Pediatric eye exams include many of the same tests and evaluations as an adult eye exam, but with a particular emphasis on the vision issues and other eye problems that are most common in childhood. Exams also use special techniques to help children provide proper subjective information during exams so eye issues can be identified more quickly. Generally speaking, pediatric eye exams include assessments of visual acuity (how clearly your child sees objects at different distances), eye tracking ability (how well your child tracks objects as they move across the field of vision), depth perception, peripheral vision, and color vision. The structure of the eye will also be evaluated, and the optic nerve and retina will be assessed, usually using eye drops to dilate the pupil. If a problem with near vision or far vision is detected, the exam will also determine if lenses are needed to correct the problem. Children will also be evaluated to issues more likely to develop or become apparent in childhood like amblyopia or strabismus.

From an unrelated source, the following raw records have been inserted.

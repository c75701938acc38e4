//! End-to-end read, stage and apply cycles through `TableSession`

use std::sync::Arc;

use tabstage_core::{
    ErrorKind, Field, ImportClass, MemoryStore, StoredTable, TableKey, TableSession, TableStore,
};

fn load_patterns() -> StoredTable {
    StoredTable::new(
        "Load Patterns",
        ImportClass::ImportableMerge,
        vec![
            Field::new("Name").key_field(),
            Field::new("Type"),
            Field::new("SelfWeightMultiplier").with_unit("unitless"),
        ],
    )
    .with_data_version(7)
    .with_rows([["DEAD", "Dead", "1.0"]])
}

fn frame_sections() -> StoredTable {
    StoredTable::new(
        "Frame Sections",
        ImportClass::ImportableClearAllFirst,
        vec![
            Field::new("Name").key_field(),
            Field::new("Material"),
            Field::new("Area").with_unit("in2").read_only(),
        ],
    )
    .with_rows([["W12X26", "A992", "7.65"], ["W14X30", "A992", "8.85"]])
}

fn setup() -> (Arc<MemoryStore>, TableSession<Arc<MemoryStore>>) {
    let store = Arc::new(
        MemoryStore::new()
            .with_table(load_patterns())
            .with_table(frame_sections())
            .with_table(
                StoredTable::new("Story Drifts", ImportClass::NotImportable, vec![Field::new("Story").read_only()])
                    .with_rows([["Roof"]]),
            ),
    );
    (store.clone(), TableSession::new(store))
}

fn strings(cells: &[&str]) -> Vec<String> {
    cells.iter().map(|s| s.to_string()).collect()
}

#[test]
fn load_pattern_example_commits() {
    let (store, session) = setup();
    let key = TableKey::new("Load Patterns");

    let snapshot = session.get_for_editing(&key, None).unwrap();
    assert_eq!(snapshot.version, 7);
    assert_eq!(snapshot.field_keys, strings(&["Name", "Type", "SelfWeightMultiplier"]));
    assert_eq!(snapshot.rows, strings(&["DEAD", "Dead", "1.0"]));

    session
        .stage_edit(&key, 7, snapshot.field_keys.clone(), strings(&["DEAD", "Dead", "1.2"]))
        .unwrap();
    let outcomes = session.apply(false).unwrap();

    assert_eq!(outcomes.len(), 1);
    assert_eq!(outcomes[0].table_key, key);
    assert!(outcomes[0].committed);
    assert_eq!(outcomes[0].error_count, 0);

    // Re-read to confirm
    let after = session.get_for_editing(&key, None).unwrap();
    assert_eq!(after.cell(0, "SelfWeightMultiplier"), Some("1.2"));
    assert_eq!(Some(after.version), outcomes[0].version);
    assert_eq!(store.write_count(), 1);
}

#[test]
fn unchanged_round_trip_commits_cleanly_for_every_importable_table() {
    let (_, session) = setup();

    let importable: Vec<TableKey> = session
        .list_all_tables()
        .unwrap()
        .into_iter()
        .filter(|t| t.import_class.is_importable())
        .map(|t| t.key)
        .collect();
    assert_eq!(importable.len(), 2);

    for key in &importable {
        let snapshot = session.get_for_editing(key, None).unwrap();
        session
            .stage_edit(key, snapshot.version, snapshot.field_keys, snapshot.rows)
            .unwrap();
    }

    let outcomes = session.apply(true).unwrap();
    assert_eq!(outcomes.len(), importable.len());
    for outcome in &outcomes {
        assert!(outcome.committed, "{} was rejected", outcome.table_key);
        assert!(outcome.import_log.is_empty());
    }
}

#[test]
fn unchanged_round_trip_leaves_stored_rows_intact() {
    let (store, session) = setup();
    let tables = [TableKey::new("Load Patterns"), TableKey::new("Frame Sections")];
    let before: Vec<_> = tables.iter().map(|k| store.rows(k).unwrap()).collect();

    for key in &tables {
        let snapshot = session.get_for_editing(key, None).unwrap();
        session
            .stage_edit(key, snapshot.version, snapshot.field_keys, snapshot.rows)
            .unwrap();
    }
    let outcomes = session.apply(false).unwrap();
    assert!(outcomes.iter().all(|o| o.committed));

    let after: Vec<_> = tables.iter().map(|k| store.rows(k).unwrap()).collect();
    assert_eq!(after, before);
}

#[test]
fn read_only_key_field_still_round_trips() {
    let store = Arc::new(
        MemoryStore::new().with_table(
            StoredTable::new(
                "Load Cases",
                ImportClass::ImportableMerge,
                vec![
                    Field {
                        is_importable: false,
                        ..Field::new("Name").key_field()
                    },
                    Field::new("Type"),
                ],
            )
            .with_rows([["DEAD", "Linear Static"]]),
        ),
    );
    let session = TableSession::new(store.clone());
    let key = TableKey::new("Load Cases");

    let snapshot = session.get_for_editing(&key, None).unwrap();
    assert_eq!(snapshot.field_keys, strings(&["Name", "Type"]));

    session
        .stage_edit(&key, snapshot.version, snapshot.field_keys, strings(&["DEAD", "Modal"]))
        .unwrap();
    let outcomes = session.apply(false).unwrap();
    assert!(outcomes[0].committed);
    assert_eq!(store.rows(&key).unwrap()[0], strings(&["DEAD", "Modal"]));
}

#[test]
fn concurrent_change_is_a_version_conflict() {
    let (store, session) = setup();
    let key = TableKey::new("Load Patterns");

    let snapshot = session.get_for_editing(&key, None).unwrap();
    session
        .stage_edit(&key, snapshot.version, snapshot.field_keys, strings(&["DEAD", "Dead", "2.0"]))
        .unwrap();

    store.bump(&key).unwrap();
    let before = store.rows(&key).unwrap();

    let outcomes = session.apply(false).unwrap();
    assert!(!outcomes[0].committed);
    assert_eq!(outcomes[0].reason(), Some(ErrorKind::VersionConflict));
    assert_eq!(store.rows(&key).unwrap(), before);
    assert_eq!(store.write_count(), 0);
    assert!(session.pending().is_empty());
}

#[test]
fn cancel_discards_pending_edits() {
    let (store, session) = setup();
    let key = TableKey::new("Load Patterns");

    session
        .stage_edit(&key, 7, strings(&["Name", "Type"]), strings(&["DEAD", "Dead"]))
        .unwrap();
    session.cancel().unwrap();

    assert!(session.apply(false).unwrap().is_empty());
    assert_eq!(store.write_count(), 0);
}

#[test]
fn read_only_field_is_refused_at_stage_time() {
    let (_, session) = setup();
    let key = TableKey::new("Frame Sections");

    let importable = session.get_fields(&key).unwrap().importable_keys().len();
    assert_eq!(importable, 2);

    let err = session
        .stage_edit(&key, 1, strings(&["Name", "Area"]), strings(&["W12X26", "9.0"]))
        .unwrap_err();
    assert_eq!(err.kind(), ErrorKind::FieldNotImportable);
    assert!(session.pending().is_empty());
}

#[test]
fn ragged_rows_are_refused_at_stage_time() {
    let (_, session) = setup();
    let err = session
        .stage_edit(
            &"Load Patterns".into(),
            7,
            strings(&["Name", "Type"]),
            strings(&["DEAD", "Dead", "LIVE"]),
        )
        .unwrap_err();
    assert_eq!(err.kind(), ErrorKind::MalformedRows);
    assert!(session.pending().is_empty());
}

#[test]
fn read_only_table_cannot_be_read_for_editing() {
    let (_, session) = setup();
    let key = TableKey::new("Story Drifts");

    let err = session.get_for_editing(&key, None).unwrap_err();
    assert_eq!(err.kind(), ErrorKind::NotImportable);
    assert_eq!(session.get_for_display(&key, None, None).unwrap().row_count, 1);
}

#[test]
fn tables_commit_independently() {
    let (store, session) = setup();
    let a = TableKey::new("Frame Sections");
    let b = TableKey::new("Load Patterns");

    let snap_a = session.get_for_editing(&a, None).unwrap();
    let snap_b = session.get_for_editing(&b, None).unwrap();

    session
        .stage_edit(&a, snap_a.version, snap_a.field_keys, strings(&["W12X26", "A36", "W14X30", "A992"]))
        .unwrap();
    session
        .stage_edit(&b, snap_b.version, snap_b.field_keys, strings(&["DEAD", "Dead", "1.1"]))
        .unwrap();
    store.bump(&b).unwrap();

    let outcomes = session.apply(false).unwrap();
    assert_eq!(outcomes.len(), 2);

    let outcome_a = outcomes.iter().find(|o| o.table_key == a).unwrap();
    let outcome_b = outcomes.iter().find(|o| o.table_key == b).unwrap();
    assert!(outcome_a.committed);
    assert!(!outcome_b.committed);
    assert_eq!(outcome_b.reason(), Some(ErrorKind::VersionConflict));

    // Rows matched by key keep the read-only column the edit did not include
    let rows = store.rows(&a).unwrap();
    assert_eq!(rows[0], strings(&["W12X26", "A36", "7.65"]));
    assert!(session.pending().is_empty());
}

#[test]
fn schema_change_after_staging_rejects_the_edit() {
    let (store, session) = setup();
    let key = TableKey::new("Load Patterns");

    let snapshot = session.get_for_editing(&key, None).unwrap();
    session
        .stage_edit(&key, snapshot.version, snapshot.field_keys, snapshot.rows)
        .unwrap();

    store
        .alter_schema(&key, |fields| fields.push(Field::new("Notes")))
        .unwrap();

    let outcomes = session.apply(false).unwrap();
    assert!(!outcomes[0].committed);
    assert_eq!(outcomes[0].reason(), Some(ErrorKind::SchemaChanged));
    assert_eq!(store.data_version(&key).unwrap(), 7);
}

#[test]
fn field_losing_importability_is_caught_at_apply() {
    let (store, session) = setup();
    let key = TableKey::new("Load Patterns");

    session
        .stage_edit(&key, 7, strings(&["Name", "Type"]), strings(&["DEAD", "Live"]))
        .unwrap();
    store
        .alter_schema(&key, |fields| fields[1].is_importable = false)
        .unwrap();

    let outcomes = session.apply(false).unwrap();
    let kinds: Vec<ErrorKind> = outcomes[0].import_log.iter().map(|d| d.kind).collect();
    assert!(kinds.contains(&ErrorKind::SchemaChanged));
    assert!(kinds.contains(&ErrorKind::FieldNotImportable));
    assert_eq!(outcomes[0].error_count, kinds.len());
}

#[test]
fn unreachable_store_fails_whole_catalog_read() {
    let (store, session) = setup();
    store.set_available(false);

    let err = session.list_available_tables().unwrap_err();
    assert_eq!(err.kind(), ErrorKind::BackendUnavailable);
    assert_eq!(
        session.get_for_display(&"Load Patterns".into(), None, None).unwrap_err().kind(),
        ErrorKind::BackendUnavailable
    );
}

#[test]
fn unreachable_store_keeps_edits_for_a_later_apply() {
    let (store, session) = setup();
    let key = TableKey::new("Load Patterns");
    session
        .stage_edit(&key, 7, strings(&["Name", "Type"]), strings(&["DEAD", "Live"]))
        .unwrap();

    store.set_available(false);
    let err = session.apply(false).unwrap_err();
    assert_eq!(err.kind(), ErrorKind::BackendUnavailable);
    assert_eq!(session.pending(), vec![key.clone()]);

    store.set_available(true);
    assert!(session.apply(false).unwrap()[0].committed);
}

#[test]
fn restaging_replaces_the_prior_edit() {
    let (store, session) = setup();
    let key = TableKey::new("Load Patterns");

    session
        .stage_edit(&key, 7, strings(&["Name", "Type"]), strings(&["DEAD", "Wrong"]))
        .unwrap();
    session
        .stage_edit(&"LOAD PATTERNS".into(), 7, strings(&["Name", "Type"]), strings(&["DEAD", "Superdead"]))
        .unwrap();
    assert_eq!(session.pending().len(), 1);

    let outcomes = session.apply(false).unwrap();
    assert_eq!(outcomes.len(), 1);
    assert!(outcomes[0].committed);
    assert_eq!(store.rows(&key).unwrap()[0][1], "Superdead");
}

Ideally, children will have an initial eye exam by about six months of age to look for any early signs of an eye or vision-related issues. These exams are very brief and center on an evaluation of the infant's ability to track objects, as well as other simple visual tasks. Another assessment should be performed by the time the child is three years of age, and again before first grade so vision issues that might interfere with learning can be addressed. After that, children should have routine eye exams every year or two, according to the American Optometric Association. Children with vision issues or a family history of eye diseases may need to be seen and evaluated more frequently.
Yes. School eye exams, while helpful in identifying some issues, are no substitute for a comprehensive eye exam with an eye care professional.